I wasn’t at the end of my rope when I found the DOC, but I understand what Simon means when he says, “Don’t go to bed at night thinking you didn’t do enough, because you did. You do enough everyday.” I’m lucky to have a group of people in Huntsville who live with D daily and call me a friend. I know I am blessed. But to be able to spend a weekend with a group of people my own age who get it measures beyond all understanding. It was surreal to be in that place with so many phenomenal and inspiriting people. I feel humbled to be a part of this community.

Simon!

And yes, there may have been a bride …

It's a long (and funny) story.

And a band …

Blunt Lancet

And a new universal sign for #hashtagit …

Want to know what it means? #Hashtagit

 

14 thoughts on “#Simonpalooza. Hashtag it.”

  1. and i should not have read this at work! lots of crying over here.

    this weekend was a spiritual experience. i think that’s the best way i’ve heard anyone describe it. wow.

    i am SO HAPPY that you came! and i feel so blessed to have you for a friend. not an online friend, but a real, true friend. Miss you! <3

  2. Sorry I didn’t get to meet you – but when Jess said ‘Victoria’ – I said – Alabama? Jess did warn me I’d cry – but she forgot she took the last of the tissues and all I have is paper towels! Spiritual is the way I’d describe this all – the weekend, your friendships, the love and acceptance. God is present.

  3. This is great, my fellow journalist! I loved it all. Read it outloud to Suzi, and couldn’t even continue and finish without getting all choked up. What an honor to meet and share stories with you, and to just see your personality and awesomeness up close and personal. Truly a privilege, and I can’t wait to we get that chance again… This community is so incredible and life-shaping, and it’s so great to be a part of it. Thanks for sharing this, Victoria.

  4. I can’t begin to tell you how much I love this post. Lisa and I were so happy to meet you, Simon, and every one else at Simonpalooza. It was a great time, and you’ve really captured the blissed-out state I’ve been in since.

  5. Love you Victoria!

    I was feeling pretty discouraged before this weekend, and I feel like I have a new lease on life and diabetes management.

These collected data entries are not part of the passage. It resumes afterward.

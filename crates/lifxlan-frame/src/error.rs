use crate::message::MessageType;

/// Errors that can occur during frame encoding/decoding.
#[derive(Debug, thiserror::Error)]
pub enum FrameError {
    /// A read or write would run past the end of the buffer.
    #[error("buffer overflow ({requested} bytes at offset {offset}, capacity {capacity})")]
    BufferOverflow {
        offset: usize,
        requested: usize,
        capacity: usize,
    },

    /// The declared frame size or the buffer is shorter than required.
    #[error("undersized frame ({size} bytes, need at least {required})")]
    UndersizedFrame { size: usize, required: usize },

    /// The message type code has no entry in the payload table.
    #[error("unsupported message type {0}")]
    UnsupportedMessageType(u16),

    /// The header's message type disagrees with the payload variant.
    #[error("header message type {message_type} does not match {payload} payload")]
    PayloadMismatch {
        message_type: u16,
        payload: MessageType,
    },

    /// Text does not fit its fixed-width wire field.
    #[error("text too long ({len} bytes, max {max})")]
    TextTooLong { len: usize, max: usize },

    /// An I/O error occurred while sending or receiving a frame.
    #[error("frame I/O error: {0}")]
    Io(#[from] std::io::Error),
}

impl FrameError {
    /// Returns true if this error is a socket read timeout expiring.
    pub fn is_timeout(&self) -> bool {
        match self {
            FrameError::Io(err) => matches!(
                err.kind(),
                std::io::ErrorKind::WouldBlock | std::io::ErrorKind::TimedOut
            ),
            _ => false,
        }
    }
}

pub type Result<T> = std::result::Result<T, FrameError>;
use std::net::SocketAddr;
use std::sync::atomic::{AtomicBool, Ordering};
use std::sync::Arc;

use lifxlan_device::{parse_target, serve, SimulatedLight};
use lifxlan_frame::{FrameSocket, Label};
use lifxlan_transport::UdpTransport;

use crate::cmd::LightArgs;
use crate::exit::{device_error, frame_error, transport_error, CliError, CliResult, SUCCESS};
use crate::output::{print_frame, OutputFormat};

pub fn run(args: LightArgs, format: OutputFormat) -> CliResult<i32> {
    let target = parse_target(&args.target).map_err(|err| device_error("bad target", err))?;
    let label =
        Label::try_from(args.label.as_str()).map_err(|err| frame_error("bad label", err))?;

    let transport = UdpTransport::bind(SocketAddr::new(args.bind, args.port))
        .map_err(|err| transport_error("bind failed", err))?;
    let mut socket = FrameSocket::new(transport);
    let local = socket
        .local_addr()
        .map_err(|err| frame_error("local address unavailable", err))?;
    let mut light = SimulatedLight::new(target, label, u32::from(local.port()));

    let running = Arc::new(AtomicBool::new(true));
    install_ctrlc_handler(running.clone())?;

    let mut received = 0usize;
    serve(&mut light, &mut socket, &running, |frame, from| {
        print_frame(frame, from, format);
        received = received.saturating_add(1);
        if args.count.is_some_and(|count| received >= count) {
            running.store(false, Ordering::SeqCst);
        }
    })
    .map_err(|err| device_error("light stopped", err))?;

    Ok(SUCCESS)
}

fn install_ctrlc_handler(running: Arc<AtomicBool>) -> CliResult<()> {
    ctrlc::set_handler(move || {
        running.store(false, Ordering::SeqCst);
    })
    .map_err(|err| {
        CliError::new(
            crate::exit::INTERNAL,
            format!("signal handler setup failed: {err}"),
        )
    })
}
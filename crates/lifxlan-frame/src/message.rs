//! Message type table and protocol-wide constants.
//!
//! The message type code in the header is the only thing that selects a
//! payload layout. Codes without an entry here are rejected, never guessed
//! from the datagram length.

use std::fmt;

use crate::error::FrameError;

/// Fixed header length on the wire.
pub const HEADER_SIZE: usize = 36;

/// Well-known LIFX LAN UDP port.
pub const DEFAULT_PORT: u16 = 56700;

/// Receive buffer size. Larger than any frame this codec produces.
pub const FRAME_SIZE_MAX: usize = 1024;

/// Supported message types.
#[derive(Debug, Clone, Copy, PartialEq, Eq, Hash)]
#[repr(u16)]
pub enum MessageType {
    GetService = 2,
    StateService = 3,
    SetPower = 21,
    GetLabel = 23,
    StateLabel = 25,
    Acknowledgement = 45,
    EchoRequest = 58,
    EchoResponse = 59,
    SetColor = 102,
}

impl MessageType {
    /// All supported types, in code order.
    pub const ALL: [MessageType; 9] = [
        MessageType::GetService,
        MessageType::StateService,
        MessageType::SetPower,
        MessageType::GetLabel,
        MessageType::StateLabel,
        MessageType::Acknowledgement,
        MessageType::EchoRequest,
        MessageType::EchoResponse,
        MessageType::SetColor,
    ];

    /// Wire code carried in the header's type field.
    pub fn code(self) -> u16 {
        self as u16
    }

    pub fn name(self) -> &'static str {
        match self {
            MessageType::GetService => "GetService",
            MessageType::StateService => "StateService",
            MessageType::SetPower => "SetPower",
            MessageType::GetLabel => "GetLabel",
            MessageType::StateLabel => "StateLabel",
            MessageType::Acknowledgement => "Acknowledgement",
            MessageType::EchoRequest => "EchoRequest",
            MessageType::EchoResponse => "EchoResponse",
            MessageType::SetColor => "SetColor",
        }
    }

    /// Payload length in bytes following the header.
    pub fn payload_len(self) -> usize {
        match self {
            MessageType::GetService | MessageType::GetLabel | MessageType::Acknowledgement => 0,
            MessageType::StateService => 5,
            MessageType::SetPower => 2,
            MessageType::StateLabel => crate::payload::LABEL_LEN,
            MessageType::EchoRequest | MessageType::EchoResponse => crate::payload::ECHO_LEN,
            // reserved byte + 4 x u16 + u32
            MessageType::SetColor => 13,
        }
    }

    /// Total frame length for this type: header plus payload.
    pub fn frame_len(self) -> usize {
        HEADER_SIZE + self.payload_len()
    }
}

impl TryFrom<u16> for MessageType {
    type Error = FrameError;

    fn try_from(code: u16) -> Result<Self, Self::Error> {
        MessageType::ALL
            .into_iter()
            .find(|ty| ty.code() == code)
            .ok_or(FrameError::UnsupportedMessageType(code))
    }
}

impl From<MessageType> for u16 {
    fn from(ty: MessageType) -> Self {
        ty.code()
    }
}

impl fmt::Display for MessageType {
    fn fmt(&self, f: &mut fmt::Formatter<'_>) -> fmt::Result {
        write!(f, "{}({})", self.name(), self.code())
    }
}
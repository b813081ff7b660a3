//! UDP datagram transport for the LIFX LAN protocol.
//!
//! LIFX devices speak one frame per UDP datagram on port 56700. This crate
//! owns socket setup (bind, broadcast, read timeouts) and exposes the
//! [`Datagram`] trait that every higher layer sends and receives through.
//!
//! This is the lowest layer of lifxlan. It knows nothing about frames.

pub mod error;
pub mod traits;
pub mod udp;

pub use error::{Result, TransportError};
pub use traits::Datagram;
pub use udp::UdpTransport;
use std::net::SocketAddr;

use lifxlan_frame::Service;

use crate::error::{DeviceError, Result};

/// A device that answered discovery.
#[derive(Debug, Clone, Copy, PartialEq, Eq, Hash)]
pub struct Device {
    /// Device identifier from the reply header.
    pub target: [u8; 8],
    /// Address the reply came from.
    pub addr: SocketAddr,
    /// Advertised service.
    pub service: Service,
    /// Advertised service port.
    pub port: u32,
}

impl Device {
    pub fn target_hex(&self) -> String {
        format_target(&self.target)
    }

    /// Where to send further requests: the reply address with the
    /// advertised port, falling back to the reply port if it is out of range.
    pub fn service_addr(&self) -> SocketAddr {
        match u16::try_from(self.port) {
            Ok(port) if port != 0 => SocketAddr::new(self.addr.ip(), port),
            _ => self.addr,
        }
    }
}

/// Lowercase hex, 16 digits.
pub fn format_target(target: &[u8; 8]) -> String {
    hex::encode(target)
}

/// Parse a target from 12 (MAC only) or 16 hex digits.
///
/// `:` and `-` separators are accepted; a 6-byte MAC is zero-padded to 8.
pub fn parse_target(input: &str) -> Result<[u8; 8]> {
    let digits: Vec<u8> = input
        .bytes()
        .filter(|b| *b != b':' && *b != b'-')
        .collect();
    if digits.len() != 12 && digits.len() != 16 {
        return Err(DeviceError::InvalidTarget(input.to_string()));
    }

    let mut target = [0u8; 8];
    hex::decode_to_slice(&digits, &mut target[..digits.len() / 2])
        .map_err(|_| DeviceError::InvalidTarget(input.to_string()))?;
    Ok(target)
}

    P.S. I don’t think my voice has ever been described as meek 😉

  6. I love the universal sign for hashtagit! It was great to meet you, Victoria. Looking forward to the next meet-up so we have more time to chat. Thank you for capturing the entire experience in some very lovely words. You wrangle T-shirts like no one else & you rock!

  7. Spending time together with people living with diabetes is one of the greatest gifts.

    There is a level of connection that is indescribable. Heather and I were talking on the way home about how that connection lets us skip so much of the “getting to know you” phase of friendship. We move right into the true friendship.

    Simon also talked about bearing our scars and talking about the many tough things about our lives with diabetes. We know we don’t have to pretend with each other. And we are all so willing to be there for any of our family that needs us.

    I will travel the world for moments like I experienced during this time together. And you, Victoria, were a big part of that for me. I’m so glad you came, that I was able to meet you (and give you a big happy greeting hug!) and hang out. You’re a gem. Can’t wait for our paths to cross again.

    And thanks for writing such a great post about it.